WHAT TO WORK ON: Out of the records below, copy all lines in which the word "struct" occurs.

DATA UNDER STUDY: Begin

//! Spot prices and divergence between the two venues

use std::time::Duration;

use crate::config::bounded;
use crate::dex::{Reserves, Side, Venue};
use crate::error::VenueError;
use crate::math::Fixed;

/// Both pools read within one cycle. The two reads are not atomic with
/// respect to each other.
#[derive(Debug, Clone)]
pub struct PriceSnapshot {
    /// Head block when the reserves were read, if the venue reports one
    pub block: Option<u64>,
    pub reserves: [Reserves; 2],
    pub price_a: Fixed,
    pub price_b: Fixed,
    /// Signed percentage of A's price relative to B's, unrounded
    pub divergence: Fixed,
}

impl PriceSnapshot {
    pub fn reserves(&self, side: Side) -> Reserves {
        self.reserves[side.index()]
    }
}

/// quote per base in smallest units, truncated. `None` for an empty pool.
pub fn spot_price(reserves: &Reserves) -> Option<Fixed> {
    Fixed::from_u256(reserves.quote).checked_div(&Fixed::from_u256(reserves.base))
}

/// `(price(a) - price(b)) / price(b) * 100`, computed on the cross products
/// so no intermediate quotient is truncated.
pub fn divergence(a: &Reserves, b: &Reserves) -> Option<Fixed> {
    let qa_bb = Fixed::from_u256(a.quote) * Fixed::from_u256(b.base);
    let qb_ba = Fixed::from_u256(b.quote) * Fixed::from_u256(a.base);
    ((qa_bb - qb_ba.clone()) * Fixed::from_int(100)).checked_div(&qb_ba)
}

pub struct PriceOracle {
    call_timeout: Option<Duration>,
}

impl PriceOracle {
    pub fn new(call_timeout: Option<Duration>) -> Self {
        Self { call_timeout }
    }

    async fn read(&self, venue: &dyn Venue) -> Result<Reserves, VenueError> {
        let reserves = bounded(self.call_timeout, venue.get_reserves())
            .await
            .map_err(|_| VenueError::Timeout {
                venue: venue.name().to_string(),
            })??;

        if reserves.is_empty() {
            return Err(VenueError::EmptyReserves {
                venue: venue.name().to_string(),
            });
        }
        Ok(reserves)
    }

    /// Read both pools and compute prices and divergence.
    pub async fn observe(&self, a: &dyn Venue, b: &dyn Venue) -> Result<PriceSnapshot, VenueError> {
        let (reserves, block) = tokio::join!(
            async { tokio::try_join!(self.read(a), self.read(b)) },
            a.block_number()
        );
        let (reserves_a, reserves_b) = reserves?;

        let empty = |venue: &dyn Venue| VenueError::EmptyReserves {
            venue: venue.name().to_string(),
        };
        let price_a = spot_price(&reserves_a).ok_or_else(|| empty(a))?;
        let price_b = spot_price(&reserves_b).ok_or_else(|| empty(b))?;
        let divergence = divergence(&reserves_a, &reserves_b).ok_or_else(|| empty(b))?;

        tracing::debug!(
            "reserves A {:?} B {:?} divergence {}%",
            reserves_a,
            reserves_b,
            divergence
        );

        Ok(PriceSnapshot {
            block,
            reserves: [reserves_a, reserves_b],
            price_a,
            price_b,
            divergence,
        })
    }
}

#[cfg(test)]
mod tests {
    use super::*;
    use crate::dex::local::tests::{venue, ETH};
    use crate::dex::LocalVenue;
    use crate::error::QuoteError;
    use alloy::primitives::{Address, U256};
    use async_trait::async_trait;

    fn reserves(base: u128, quote: u128) -> Reserves {
        Reserves::new(U256::from(base), U256::from(quote))
    }

    #[test]
    fn test_equal_prices_have_zero_divergence() {
        let a = reserves(2_000 * ETH, 1_000 * ETH);
        let b = reserves(20 * ETH, 10 * ETH);
        assert!(divergence(&a, &b).unwrap().is_zero());
        assert_eq!(spot_price(&a), spot_price(&b));
    }

    #[test]
    fn test_fixture_divergence() {
        // price A = 10 / 2 = 5, price B = 24 / 4 = 6
        let a = reserves(2, 10);
        let b = reserves(4, 24);
        assert_eq!(spot_price(&a).unwrap(), Fixed::from_int(5));
        assert_eq!(spot_price(&b).unwrap(), Fixed::from_int(6));
        assert_eq!(
            divergence(&a, &b).unwrap(),
            "-16.666666666666666666".parse::<Fixed>().unwrap()
        );
    }

    #[test]
    fn test_divergence_is_roughly_antisymmetric() {
        let a = reserves(1_000 * ETH, 1_000 * ETH);
        let b = reserves(1_000 * ETH, 1_001 * ETH);
        let forward = divergence(&a, &b).unwrap();
        let backward = divergence(&b, &a).unwrap();
        assert!(forward.is_negative() && backward.is_positive());
        assert!((forward + backward).abs() < "0.001".parse::<Fixed>().unwrap());
    }

    #[test]
    fn test_empty_pool_has_no_price() {
        assert!(spot_price(&reserves(0, 10)).is_none());
        assert!(divergence(&reserves(1, 1), &reserves(1, 0)).is_none());
    }

    #[tokio::test]
    async fn test_observe_reads_both_pools() {
        let a = venue("Uniswap", 2 * ETH, 10 * ETH);
        let b = venue("Sushiswap", 4 * ETH, 24 * ETH);
        let snapshot = PriceOracle::new(None).observe(&a, &b).await.unwrap();
        assert_eq!(snapshot.reserves(Side::B), reserves(4 * ETH, 24 * ETH));
        assert_eq!(snapshot.divergence, "-16.666666666666666666".parse::<Fixed>().unwrap());
    }

    /// Local pool behind a node at a fixed height
    struct AtBlock(LocalVenue, u64);

    #[async_trait]
    impl Venue for AtBlock {
        fn name(&self) -> &str {
            self.0.name()
        }

        async fn block_number(&self) -> Option<u64> {
            Some(self.1)
        }

        async fn get_reserves(&self) -> Result<Reserves, VenueError> {
            self.0.get_reserves().await
        }

        async fn quote_in(&self, amount_out: U256, path: &[Address]) -> Result<U256, QuoteError> {
            self.0.quote_in(amount_out, path).await
        }

        async fn quote_out(&self, amount_in: U256, path: &[Address]) -> Result<U256, QuoteError> {
            self.0.quote_out(amount_in, path).await
        }
    }

    #[tokio::test]
    async fn test_observe_records_head_block() {
        let a = AtBlock(venue("Uniswap", 2 * ETH, 10 * ETH), 19_000_000);
        let b = venue("Sushiswap", 4 * ETH, 24 * ETH);
        let snapshot = PriceOracle::new(None).observe(&a, &b).await.unwrap();
        assert_eq!(snapshot.block, Some(19_000_000));

        let snapshot = PriceOracle::new(None).observe(&b, &a).await.unwrap();
        assert_eq!(snapshot.block, None);
    }

    #[tokio::test]
    async fn test_observe_rejects_empty_reserves() {
        let a = venue("Uniswap", 0, 10 * ETH);
        let b = venue("Sushiswap", 4 * ETH, 24 * ETH);
        let err = PriceOracle::new(None).observe(&a, &b).await.unwrap_err();
        assert_eq!(
            err,
            VenueError::EmptyReserves {
                venue: "Uniswap".to_string()
            }
        );
    }
}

DATA UNDER STUDY: End

WRITTEN SOLUTION:
pub struct PriceSnapshot {
pub struct PriceOracle {
    struct AtBlock(LocalVenue, u64);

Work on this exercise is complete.